Crucially, the pUΔ component, while not needed for reproducing the k⁻⁵⁄³ inertial range, is indispensable for numerical stability: removing it leads to checkerboard pressure oscillations and eventual blow‑up. The uUΔ and ppΔ components have negligible influence on both stability and spectral accuracy.
Guided by these observations, the authors propose an improved all‑speed LES‑Roe scheme. The key modifications are: (i) reduce the coefficient of ξ to 0.5, thereby halving the basic upwind dissipation; (ii) completely eliminate the upΔ term to remove the non‑physical pressure scaling and excess artificial viscosity; (iii) retain pUΔ to keep the checkerboard‑suppressing mechanism; (iv) keep uUΔ and ppΔ unchanged because they have little effect. The resulting formulation is expressed in equations (29) and (30) of the paper.
Testing the new scheme (denoted 0.5 ξ) demonstrates that, even on the coarse 32³ grid, the kinetic‑energy spectrum closely follows the k⁻⁵⁄³ law over a substantially wider wavenumber range than the original Roe scheme, and is comparable to the reference Cen‑SMA results. Visualisations of vorticity iso‑surfaces confirm that small‑scale vortex tubes are preserved, unlike the original Roe case where they are almost completely damped. Statistical measures such as the resolved skewness tensor also fall within the same range as the reference LES, indicating that the modified scheme reproduces key turbulence statistics without the need for an explicit SGS model.

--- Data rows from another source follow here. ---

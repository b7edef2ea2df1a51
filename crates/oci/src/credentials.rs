//! Registry credential resolution.
//!
//! Credentials arrive either as a static username/password pair or as
//! cloud IAM parameters that must be exchanged for a short-lived registry
//! token. [`Credentials::from_json`] classifies the raw input once;
//! [`resolve_credentials`] turns the classified value into the
//! `(username, password, registry, backend)` tuple the transport consumes.

use async_trait::async_trait;
use base64::Engine;
use base64::engine::general_purpose::STANDARD;
use oci_distribution::secrets::RegistryAuth;
use secrecy::{ExposeSecret, SecretString};
use serde::{Deserialize, Serialize};
use serde_json::Value;
use std::fmt;
use tracing::{debug, info};

use crate::{Error, Result};

/// Keys whose presence marks a credential payload as cloud IAM.
const CLOUD_IAM_KEYS: [&str; 4] = [
    "aws_access_key_id",
    "profile_name",
    "region_name",
    "assume_role_arn",
];

/// Registry credentials, classified at the boundary.
#[derive(Debug, Clone, Default, Deserialize)]
#[serde(try_from = "serde_json::Value")]
pub enum Credentials {
    /// Anonymous access.
    #[default]
    None,
    /// Username and password (or personal access token).
    Static {
        /// Registry username.
        username: String,
        /// Registry password.
        password: SecretString,
        /// Registry host the credentials belong to.
        registry_url: Option<String>,
    },
    /// Cloud IAM parameters exchanged for a registry token.
    CloudIam(CloudIamCredentials),
}

/// AWS parameters used to obtain an ECR authorization token.
#[derive(Debug, Clone, Default, Deserialize)]
pub struct CloudIamCredentials {
    /// Static access key id.
    #[serde(default)]
    pub aws_access_key_id: Option<String>,
    /// Static secret access key.
    #[serde(default)]
    pub aws_secret_access_key: Option<SecretString>,
    /// Session token for temporary credentials.
    #[serde(default)]
    pub aws_session_token: Option<SecretString>,
    /// Named profile from the shared config files.
    #[serde(default)]
    pub profile_name: Option<String>,
    /// AWS region.
    #[serde(default)]
    pub region_name: Option<String>,
    /// Role to assume before requesting the token.
    #[serde(default)]
    pub assume_role_arn: Option<String>,
}

impl Credentials {
    /// Classify a raw credential document.
    ///
    /// Cloud IAM keys take precedence over `username`/`password`. A
    /// password may be a plain string or a secret wrapper object holding a
    /// `value` or `secret` field. `null` means anonymous access.
    pub fn from_json(value: &Value) -> Result<Self> {
        let map = match value {
            Value::Null => return Ok(Self::None),
            Value::Object(map) => map,
            other => {
                return Err(Error::UnsupportedCredentialFormat(format!(
                    "expected an object, got {}",
                    json_kind(other)
                )));
            }
        };

        if CLOUD_IAM_KEYS
            .iter()
            .any(|key| map.get(*key).is_some_and(|v| !v.is_null()))
        {
            let cloud: CloudIamCredentials = serde_json::from_value(value.clone())
                .map_err(|e| Error::UnsupportedCredentialFormat(e.to_string()))?;
            return Ok(Self::CloudIam(cloud));
        }

        let username = map.get("username").and_then(Value::as_str);
        let password = map.get("password").and_then(unwrap_secret);
        if let (Some(username), Some(password)) = (username, password) {
            let registry_url = map
                .get("registry_url")
                .and_then(Value::as_str)
                .map(ToString::to_string);
            return Ok(Self::Static {
                username: username.to_string(),
                password: SecretString::from(password.to_string()),
                registry_url,
            });
        }

        let mut keys: Vec<&str> = map.keys().map(String::as_str).collect();
        keys.sort_unstable();
        Err(Error::UnsupportedCredentialFormat(format!(
            "keys [{}]",
            keys.join(", ")
        )))
    }

    /// Whether no credentials were given.
    #[must_use]
    pub const fn is_none(&self) -> bool {
        matches!(self, Self::None)
    }
}

impl TryFrom<Value> for Credentials {
    type Error = Error;

    fn try_from(value: Value) -> Result<Self> {
        Self::from_json(&value)
    }
}

fn unwrap_secret(value: &Value) -> Option<&str> {
    match value {
        Value::String(s) => Some(s),
        Value::Object(map) => map
            .get("value")
            .or_else(|| map.get("secret"))
            .and_then(Value::as_str),
        _ => None,
    }
}

const fn json_kind(value: &Value) -> &'static str {
    match value {
        Value::Null => "null",
        Value::Bool(_) => "a boolean",
        Value::Number(_) => "a number",
        Value::String(_) => "a string",
        Value::Array(_) => "an array",
        Value::Object(_) => "an object",
    }
}

/// How the transport should authenticate.
#[derive(Debug, Clone, Copy, PartialEq, Eq, Serialize, Deserialize)]
#[serde(rename_all = "lowercase")]
pub enum AuthBackend {
    /// Bearer token negotiated with the registry.
    Token,
    /// HTTP basic authentication.
    Basic,
}

impl fmt::Display for AuthBackend {
    fn fmt(&self, f: &mut fmt::Formatter<'_>) -> fmt::Result {
        match self {
            Self::Token => write!(f, "token"),
            Self::Basic => write!(f, "basic"),
        }
    }
}

/// Credentials ready for the transport.
#[derive(Debug, Clone)]
pub struct ResolvedCredentials {
    /// Username, if any.
    pub username: Option<String>,
    /// Password or token, if any.
    pub password: Option<SecretString>,
    /// Registry host to authenticate against.
    pub registry: Option<String>,
    /// Authentication scheme.
    pub backend: AuthBackend,
}

impl ResolvedCredentials {
    /// Anonymous access.
    #[must_use]
    pub const fn anonymous() -> Self {
        Self {
            username: None,
            password: None,
            registry: None,
            backend: AuthBackend::Token,
        }
    }

    /// Map to the `oci-distribution` auth value.
    ///
    /// Basic auth is used when both username and password are present.
    #[must_use]
    pub fn registry_auth(&self) -> RegistryAuth {
        match (&self.username, &self.password) {
            (Some(username), Some(password)) => {
                RegistryAuth::Basic(username.clone(), password.expose_secret().to_string())
            }
            _ => RegistryAuth::Anonymous,
        }
    }
}

/// Exchanges cloud IAM parameters for registry credentials.
#[async_trait]
pub trait TokenExchange: Send + Sync {
    /// Return the registry `(username, password)` for `credentials`.
    async fn exchange(&self, credentials: &CloudIamCredentials)
    -> Result<(String, SecretString)>;
}

/// Token exchange used when no cloud provider is linked in.
#[derive(Debug, Clone, Copy, Default)]
pub struct UnavailableTokenExchange;

#[async_trait]
impl TokenExchange for UnavailableTokenExchange {
    async fn exchange(
        &self,
        _credentials: &CloudIamCredentials,
    ) -> Result<(String, SecretString)> {
        Err(Error::Configuration(
            "cloud IAM credentials given but no token exchange is available".to_string(),
        ))
    }
}

/// Decode a base64 `user:password` authorization token.
pub fn decode_authorization_token(token: &str) -> Result<(String, SecretString)> {
    let decoded = STANDARD
        .decode(token.trim())
        .map_err(|e| Error::token_exchange_with_source("authorization token is not base64", e))?;
    let decoded = String::from_utf8(decoded)
        .map_err(|e| Error::token_exchange_with_source("authorization token is not UTF-8", e))?;

    let (username, password) = decoded
        .split_once(':')
        .ok_or_else(|| Error::token_exchange("authorization token has no ':' separator"))?;

    Ok((username.to_string(), SecretString::from(password.to_string())))
}

/// Resolve `credentials` into transport credentials.
///
/// Cloud IAM credentials always use basic auth against `fallback_registry`.
/// Static credentials use token auth against their own `registry_url`,
/// falling back to `fallback_registry`.
pub async fn resolve_credentials(
    credentials: &Credentials,
    fallback_registry: &str,
    exchange: &dyn TokenExchange,
) -> Result<ResolvedCredentials> {
    match credentials {
        Credentials::None => {
            debug!("No credentials given, using anonymous access");
            Ok(ResolvedCredentials::anonymous())
        }
        Credentials::CloudIam(cloud) => {
            info!(
                registry = fallback_registry,
                profile = cloud.profile_name.as_deref(),
                region = cloud.region_name.as_deref(),
                "Exchanging cloud credentials for registry token"
            );
            let (username, password) = exchange.exchange(cloud).await?;
            Ok(ResolvedCredentials {
                username: Some(username),
                password: Some(password),
                registry: Some(fallback_registry.to_string()),
                backend: AuthBackend::Basic,
            })
        }
        Credentials::Static {
            username,
            password,
            registry_url,
        } => {
            let registry = registry_url
                .clone()
                .unwrap_or_else(|| fallback_registry.to_string());
            debug!(%registry, %username, "Using static registry credentials");
            Ok(ResolvedCredentials {
                username: Some(username.clone()),
                password: Some(password.clone()),
                registry: Some(registry),
                backend: AuthBackend::Token,
            })
        }
    }
}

In summary, the paper provides a systematic decomposition of the Roe scheme’s numerical dissipation, identifies the components responsible for excessive artificial viscosity and non‑physical pressure behaviour, and constructs a lightweight, all‑speed Roe variant that satisfies LES requirements (numerical dissipation ≪ physical SGS dissipation) while retaining stability on low‑Mach, low‑resolution grids. This work opens a practical pathway for using shock‑capturing schemes in LES of mixed‑Mach-number flows, such as those encountered in aerospace, propulsion, and atmospheric applications, without resorting to high‑order reconstructions or complex preconditioning.